↓↓↓

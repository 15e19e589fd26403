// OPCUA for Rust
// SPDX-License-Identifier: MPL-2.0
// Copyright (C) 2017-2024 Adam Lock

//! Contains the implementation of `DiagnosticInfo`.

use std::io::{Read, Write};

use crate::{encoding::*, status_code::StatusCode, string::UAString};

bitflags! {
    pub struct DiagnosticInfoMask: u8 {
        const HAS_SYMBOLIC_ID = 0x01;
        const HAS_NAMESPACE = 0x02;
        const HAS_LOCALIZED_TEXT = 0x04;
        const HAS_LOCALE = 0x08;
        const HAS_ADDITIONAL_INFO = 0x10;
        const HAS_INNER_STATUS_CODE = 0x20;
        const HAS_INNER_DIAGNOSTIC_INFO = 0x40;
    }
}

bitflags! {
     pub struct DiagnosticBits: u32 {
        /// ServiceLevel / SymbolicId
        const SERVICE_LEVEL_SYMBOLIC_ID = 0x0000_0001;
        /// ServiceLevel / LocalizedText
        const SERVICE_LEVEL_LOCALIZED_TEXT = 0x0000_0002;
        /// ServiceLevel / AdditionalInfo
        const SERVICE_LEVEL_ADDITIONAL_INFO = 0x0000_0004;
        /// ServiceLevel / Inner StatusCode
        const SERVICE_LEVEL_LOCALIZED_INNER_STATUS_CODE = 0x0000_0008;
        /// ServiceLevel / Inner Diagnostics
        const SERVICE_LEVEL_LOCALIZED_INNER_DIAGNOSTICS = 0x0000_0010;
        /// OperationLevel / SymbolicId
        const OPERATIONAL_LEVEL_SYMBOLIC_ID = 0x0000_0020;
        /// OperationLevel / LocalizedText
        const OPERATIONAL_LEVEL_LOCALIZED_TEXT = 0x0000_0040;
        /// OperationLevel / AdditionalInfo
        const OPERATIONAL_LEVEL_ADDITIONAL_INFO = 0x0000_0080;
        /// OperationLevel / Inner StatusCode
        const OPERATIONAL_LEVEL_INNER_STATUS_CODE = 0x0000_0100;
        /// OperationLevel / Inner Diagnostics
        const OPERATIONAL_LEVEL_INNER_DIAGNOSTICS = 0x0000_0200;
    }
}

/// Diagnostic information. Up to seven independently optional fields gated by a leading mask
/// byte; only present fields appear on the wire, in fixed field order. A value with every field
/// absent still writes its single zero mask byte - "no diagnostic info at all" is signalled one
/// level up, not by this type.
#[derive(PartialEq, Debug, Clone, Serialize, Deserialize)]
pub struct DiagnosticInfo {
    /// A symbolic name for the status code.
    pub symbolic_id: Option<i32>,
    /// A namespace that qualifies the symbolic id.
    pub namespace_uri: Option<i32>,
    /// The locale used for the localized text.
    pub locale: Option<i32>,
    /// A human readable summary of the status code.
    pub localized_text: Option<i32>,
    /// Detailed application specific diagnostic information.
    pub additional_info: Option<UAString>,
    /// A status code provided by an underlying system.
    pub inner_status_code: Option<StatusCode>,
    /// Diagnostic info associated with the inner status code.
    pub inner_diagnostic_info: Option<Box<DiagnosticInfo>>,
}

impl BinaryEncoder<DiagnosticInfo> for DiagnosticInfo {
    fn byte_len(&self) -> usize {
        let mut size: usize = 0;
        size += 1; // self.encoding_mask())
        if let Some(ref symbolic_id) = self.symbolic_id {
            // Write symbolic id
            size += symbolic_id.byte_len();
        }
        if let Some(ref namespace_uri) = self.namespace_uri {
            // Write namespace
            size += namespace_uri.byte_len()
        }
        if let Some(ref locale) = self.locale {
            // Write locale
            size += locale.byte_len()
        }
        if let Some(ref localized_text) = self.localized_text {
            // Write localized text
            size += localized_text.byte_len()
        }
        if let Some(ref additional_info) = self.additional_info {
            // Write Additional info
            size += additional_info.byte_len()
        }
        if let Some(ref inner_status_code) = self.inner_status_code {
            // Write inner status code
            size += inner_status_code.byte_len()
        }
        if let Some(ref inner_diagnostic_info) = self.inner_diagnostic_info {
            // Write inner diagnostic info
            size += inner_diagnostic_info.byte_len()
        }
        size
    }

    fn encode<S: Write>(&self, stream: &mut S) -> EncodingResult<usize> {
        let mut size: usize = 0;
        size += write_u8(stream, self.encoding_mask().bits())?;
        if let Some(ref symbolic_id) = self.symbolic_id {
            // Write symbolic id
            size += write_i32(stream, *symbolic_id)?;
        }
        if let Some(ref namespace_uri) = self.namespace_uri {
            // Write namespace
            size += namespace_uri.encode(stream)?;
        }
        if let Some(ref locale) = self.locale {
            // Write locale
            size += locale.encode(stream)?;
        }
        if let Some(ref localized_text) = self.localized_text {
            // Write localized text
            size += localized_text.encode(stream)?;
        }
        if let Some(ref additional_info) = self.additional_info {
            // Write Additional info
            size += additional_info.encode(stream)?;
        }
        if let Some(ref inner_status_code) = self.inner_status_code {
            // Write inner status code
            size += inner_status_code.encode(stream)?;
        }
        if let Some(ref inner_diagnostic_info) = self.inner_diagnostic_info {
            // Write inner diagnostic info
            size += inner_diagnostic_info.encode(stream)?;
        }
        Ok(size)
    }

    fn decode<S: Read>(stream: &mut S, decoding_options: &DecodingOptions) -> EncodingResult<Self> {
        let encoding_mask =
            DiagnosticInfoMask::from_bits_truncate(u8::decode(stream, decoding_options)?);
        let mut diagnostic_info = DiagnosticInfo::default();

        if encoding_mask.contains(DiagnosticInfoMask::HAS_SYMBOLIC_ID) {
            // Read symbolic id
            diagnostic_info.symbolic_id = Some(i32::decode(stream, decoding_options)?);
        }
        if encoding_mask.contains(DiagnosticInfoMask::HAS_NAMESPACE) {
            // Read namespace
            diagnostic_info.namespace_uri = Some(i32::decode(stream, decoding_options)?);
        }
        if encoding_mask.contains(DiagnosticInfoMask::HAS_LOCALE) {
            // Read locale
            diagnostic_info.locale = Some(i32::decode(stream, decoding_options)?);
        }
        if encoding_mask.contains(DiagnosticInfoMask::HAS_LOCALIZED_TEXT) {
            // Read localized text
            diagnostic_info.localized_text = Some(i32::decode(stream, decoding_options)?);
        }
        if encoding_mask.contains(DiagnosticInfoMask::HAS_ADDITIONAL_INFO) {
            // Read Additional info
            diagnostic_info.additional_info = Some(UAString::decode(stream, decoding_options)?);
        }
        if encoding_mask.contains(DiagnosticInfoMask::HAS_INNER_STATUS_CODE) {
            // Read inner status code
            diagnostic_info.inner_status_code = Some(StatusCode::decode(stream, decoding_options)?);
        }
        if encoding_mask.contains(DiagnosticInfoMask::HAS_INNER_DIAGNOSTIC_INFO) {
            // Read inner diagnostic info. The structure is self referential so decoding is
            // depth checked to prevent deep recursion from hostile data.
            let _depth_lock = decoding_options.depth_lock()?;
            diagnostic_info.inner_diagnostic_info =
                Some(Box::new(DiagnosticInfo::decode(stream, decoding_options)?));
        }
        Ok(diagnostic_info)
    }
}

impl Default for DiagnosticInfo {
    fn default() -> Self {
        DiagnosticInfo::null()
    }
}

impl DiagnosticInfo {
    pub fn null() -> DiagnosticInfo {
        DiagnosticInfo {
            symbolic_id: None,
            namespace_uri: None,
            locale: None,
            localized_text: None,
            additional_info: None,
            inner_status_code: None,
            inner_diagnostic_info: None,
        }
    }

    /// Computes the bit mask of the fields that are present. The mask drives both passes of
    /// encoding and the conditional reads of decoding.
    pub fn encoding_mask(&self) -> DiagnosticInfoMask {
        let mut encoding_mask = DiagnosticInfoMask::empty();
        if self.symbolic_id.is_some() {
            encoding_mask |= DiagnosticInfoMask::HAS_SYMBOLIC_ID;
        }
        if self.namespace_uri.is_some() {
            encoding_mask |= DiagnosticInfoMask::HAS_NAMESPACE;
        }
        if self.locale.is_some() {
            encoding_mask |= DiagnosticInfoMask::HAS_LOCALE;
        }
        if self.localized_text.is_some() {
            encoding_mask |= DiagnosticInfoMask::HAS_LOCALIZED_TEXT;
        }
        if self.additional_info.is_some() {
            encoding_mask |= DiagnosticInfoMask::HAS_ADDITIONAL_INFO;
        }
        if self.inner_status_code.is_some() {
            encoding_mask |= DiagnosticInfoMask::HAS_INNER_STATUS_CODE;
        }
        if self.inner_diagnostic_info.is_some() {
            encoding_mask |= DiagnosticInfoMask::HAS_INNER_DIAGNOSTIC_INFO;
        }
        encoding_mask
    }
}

↑↑↑

§ Requirement: Taking the entries from their first line through the line with "const SERVICE_LEVEL_SYMBOLIC_ID = 0x0000_0001;", inclusive, restate each line word for word and give nothing else.

§ Exercise solution:
repository 15e19e589fd26403
// OPCUA for Rust
// SPDX-License-Identifier: MPL-2.0
// Copyright (C) 2017-2024 Adam Lock

//! Contains the implementation of `DiagnosticInfo`.

use std::io::{Read, Write};

use crate::{encoding::*, status_code::StatusCode, string::UAString};

bitflags! {
    pub struct DiagnosticInfoMask: u8 {
        const HAS_SYMBOLIC_ID = 0x01;
        const HAS_NAMESPACE = 0x02;
        const HAS_LOCALIZED_TEXT = 0x04;
        const HAS_LOCALE = 0x08;
        const HAS_ADDITIONAL_INFO = 0x10;
        const HAS_INNER_STATUS_CODE = 0x20;
        const HAS_INNER_DIAGNOSTIC_INFO = 0x40;
    }
}

bitflags! {
     pub struct DiagnosticBits: u32 {
        /// ServiceLevel / SymbolicId
        const SERVICE_LEVEL_SYMBOLIC_ID = 0x0000_0001;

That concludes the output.